As Johns Hopkins University neuroscience professor David Linden shares with NPR, the pain you feel when hurt is controlled and directed by your brain's circuitry. As the brain filters all of the information coming from your sensory nerves, it focuses on certain bits and pieces in particular.
Linden explains, "The brain can say, 'Hey that's interesting. Turn up the volume on this pain information that's coming in.' Or it can say, 'Oh no — let's turn down the volume on that and pay less attention to it.'"
Your brain processes pain both physically, where it notes the location and intensity, and emotionally, where it dictates your reaction. For example, when you feel a sharp, stabbing pain shoot down your leg, that's your brain's interpretation of physical intensity. When you find yourself shrieking out loud in response, that's your brain's emotional response.
So, what does this all have to do with pain management? If you know what, exactly, sets off your brain's emotional responses to injury, you can better control what you feel—or what you think you feel.
It might sound ridiculous, particularly when you're suffering from pain that seems insurmountable, but positive thoughts and emotions can actually counteract those bad feelings.

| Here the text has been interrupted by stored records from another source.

//! Ledger transaction verifier binary
//!
//! Usage: `ledger-verify <transaction.json>`
//!
//! Prints the verdict as JSON on stdout and exits with status 1 when the
//! transaction is rejected. `LEDGER_CONFIG` points at a TOML config file;
//! otherwise `LEDGER_*` environment variables are applied to the defaults.

use anyhow::Context;
use ledger_core::{Config, LedgerVerifier, Transaction, VerifierMetrics};
use tracing_subscriber::EnvFilter;

fn main() -> anyhow::Result<()> {
    let config = match std::env::var("LEDGER_CONFIG") {
        Ok(path) => Config::from_file(&path).with_context(|| format!("loading {}", path))?,
        Err(_) => Config::from_env()?,
    };

    // Initialize tracing; logs go to stderr so stdout stays machine readable
    let filter = EnvFilter::try_new(&config.logging.filter)
        .with_context(|| format!("invalid log filter {:?}", config.logging.filter))?;
    let subscriber = tracing_subscriber::fmt()
        .with_env_filter(filter)
        .with_writer(std::io::stderr);
    if config.logging.json {
        subscriber.json().init();
    } else {
        subscriber.init();
    }

    let path = std::env::args()
        .nth(1)
        .context("usage: ledger-verify <transaction.json>")?;

    tracing::info!(service = %config.service_name, version = %config.service_version, %path, "verifying transaction");

    let content = std::fs::read_to_string(&path).with_context(|| format!("reading {}", path))?;
    let tx: Transaction =
        serde_json::from_str(&content).with_context(|| format!("parsing {}", path))?;

    let mut verifier = LedgerVerifier::new();
    if config.metrics.enabled {
        verifier = verifier.with_metrics(VerifierMetrics::new()?);
    }

    let verdict = verifier.verify(&tx);
    println!("{}", serde_json::to_string_pretty(&verdict)?);

    if config.metrics.dump_on_exit {
        if let Some(metrics) = verifier.metrics() {
            tracing::info!(metrics = %metrics.render()?, "verifier metrics");
        }
    }

    if !verdict.is_accepted() {
        std::process::exit(1);
    }
    Ok(())
}
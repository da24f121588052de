//! Configuration for settlement flows

use crate::{Error, Result};
use ledger_core::{crypto::PublicKey, Party};
use serde::{Deserialize, Serialize};

/// Settlement configuration
#[derive(Debug, Clone, Serialize, Deserialize)]
pub struct Config {
    /// The only party whose cash is accepted
    pub issuer: Party,

    /// Vault paging
    #[serde(default)]
    pub paging: PagingConfig,

    /// Limits applied when accepting a new IOU
    #[serde(default)]
    pub iou: IouPolicy,
}

/// Vault paging configuration
#[derive(Debug, Clone, Serialize, Deserialize)]
#[serde(default)]
pub struct PagingConfig {
    /// States fetched per vault query while selecting cash
    pub page_size: usize,
}

impl Default for PagingConfig {
    fn default() -> Self {
        Self { page_size: 5 }
    }
}

/// Borrower-side acceptance policy for new IOUs
#[derive(Debug, Clone, Serialize, Deserialize)]
#[serde(default)]
pub struct IouPolicy {
    /// Largest IOU value a borrower accepts
    pub max_value: i64,
}

impl Default for IouPolicy {
    fn default() -> Self {
        Self { max_value: 100 }
    }
}

impl Config {
    /// Defaults around a trusted issuer
    pub fn new(issuer: Party) -> Self {
        Self {
            issuer,
            paging: PagingConfig::default(),
            iou: IouPolicy::default(),
        }
    }

    /// Load from file
    pub fn from_file(path: impl AsRef<std::path::Path>) -> Result<Self> {
        let content = std::fs::read_to_string(path)?;
        let config: Config = toml::from_str(&content)
            .map_err(|e| Error::Config(format!("Failed to parse config: {}", e)))?;
        config.validate()?;
        Ok(config)
    }

    /// Load from environment variables
    ///
    /// `SETTLEMENT_ISSUER_NAME` and `SETTLEMENT_ISSUER_KEY` (hex) are required.
    pub fn from_env() -> Result<Self> {
        let name = required_var("SETTLEMENT_ISSUER_NAME")?;
        let key: PublicKey = required_var("SETTLEMENT_ISSUER_KEY")?
            .parse()
            .map_err(|e| Error::Config(format!("SETTLEMENT_ISSUER_KEY: {}", e)))?;

        let mut config = Config::new(Party::new(name, key));

        if let Ok(size) = std::env::var("SETTLEMENT_PAGE_SIZE") {
            config.paging.page_size = size
                .parse()
                .map_err(|e| Error::Config(format!("SETTLEMENT_PAGE_SIZE: {}", e)))?;
        }

        if let Ok(max) = std::env::var("SETTLEMENT_MAX_IOU_VALUE") {
            config.iou.max_value = max
                .parse()
                .map_err(|e| Error::Config(format!("SETTLEMENT_MAX_IOU_VALUE: {}", e)))?;
        }

        config.validate()?;
        Ok(config)
    }

    /// Reject settings the flows cannot run with
    pub fn validate(&self) -> Result<()> {
        if self.paging.page_size == 0 {
            return Err(Error::Config("paging.page_size must be positive".to_string()));
        }
        if self.iou.max_value <= 0 {
            return Err(Error::Config("iou.max_value must be positive".to_string()));
        }
        Ok(())
    }
}

fn required_var(name: &str) -> Result<String> {
    std::env::var(name).map_err(|_| Error::Config(format!("{} is not set", name)))
}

When you're feeling nothing but negativity, like fear and insecurity, you create the perfect breeding ground for pain. The "weaker," or more negative, your mind is, the more you feel the full effects of whatever is ailing you. Conversely, when you feel safe, secure, and comfortable—yet encounter pain—you respond with less physical feeling.
Surprisingly, just as pain can build over time and make you feel even weaker, positive thoughts grow and compound as well, according to recent research published in American Psychologist. The more you tweak your perspective and focus on the positive rather than giving in to your negative tendencies, the stronger your emotional resiliency becomes.
However, you need to overwhelm yourself with positivity to reap its pain-relieving benefits, according to Dr. Barbara Fredrickson, a leading scholar in the area of positive psychology and author of Positivity. Because your negative bias is both strong and inherent, your brain requires three positive experiences to help you begin thinking in a kinder way. Put this into practice to prepare for your next painful encounter by thinking about every situation from a positive point of view.
Your brain filters determine how, and to what extent, you feel pain. So in order to control what you feel, you need to find a way to manage what it is your brain's sensors pick up.
That's what researchers at Brown University studied. When examining the frequency of brain waves in response to physical sensations, the team found that attempts to ignore feelings and senses cause low-frequency rhythms—which do the blocking—to increase, not only in the area of the brain that deals with a certain body part in question, but in the area of the brain that ignores distractions.
When asked to focus on a specific hand or foot, the study's participants responded to light taps from the researchers on different body parts—but not physically. Instead, their brains began increasing low-frequency rhythms as they struggled to fight the response of the body part being touched. While the brain worked to ignore the distracting touch on one body part, it began working to filter out that physical, sensory information.
This means, according to the researchers, that you can teach your brains to filter out pain, but perhaps only pain that is chronic. The repeated messages from a spot on your body filled with pain dull over time as the brain become used to receiving them, lessening the emotional and physical sensation.
If you want to train your brain to forget about pain, you don't exactly need to develop a chronic condition. Instead, you simply need to become familiar with the sensations so your brain recognizes them. Much like the familiar habit of snapping rubber bands or pinching wrists to break habits, the more of one kind of pain you encounter, the less it will hurt.
Meditation is the art of sitting still and letting the mind run wild. With just a few minutes of quiet, unmoving silence, you can do more than relax and unwind; you can retrain your brain to feel less pain, according to a 2011 study on "mindful" meditation.
Researchers examined participants who practiced mindful mediation, for a period of meditation during which they performed body and breath work. When participants focused on their thoughts and tiny, imperceptible feelings during the meditation, they were able to control their bodies' responses to external stimuli. So, when struck with sudden pain, individuals were able to keep their brains calm and non-responsive.
Relieving pain may not be an instantaneous act, but with time and practice you can adapt your brain to handle every bump, cut, and injury with ease. Focus in on your body, and it can become numb in the most necessary situations.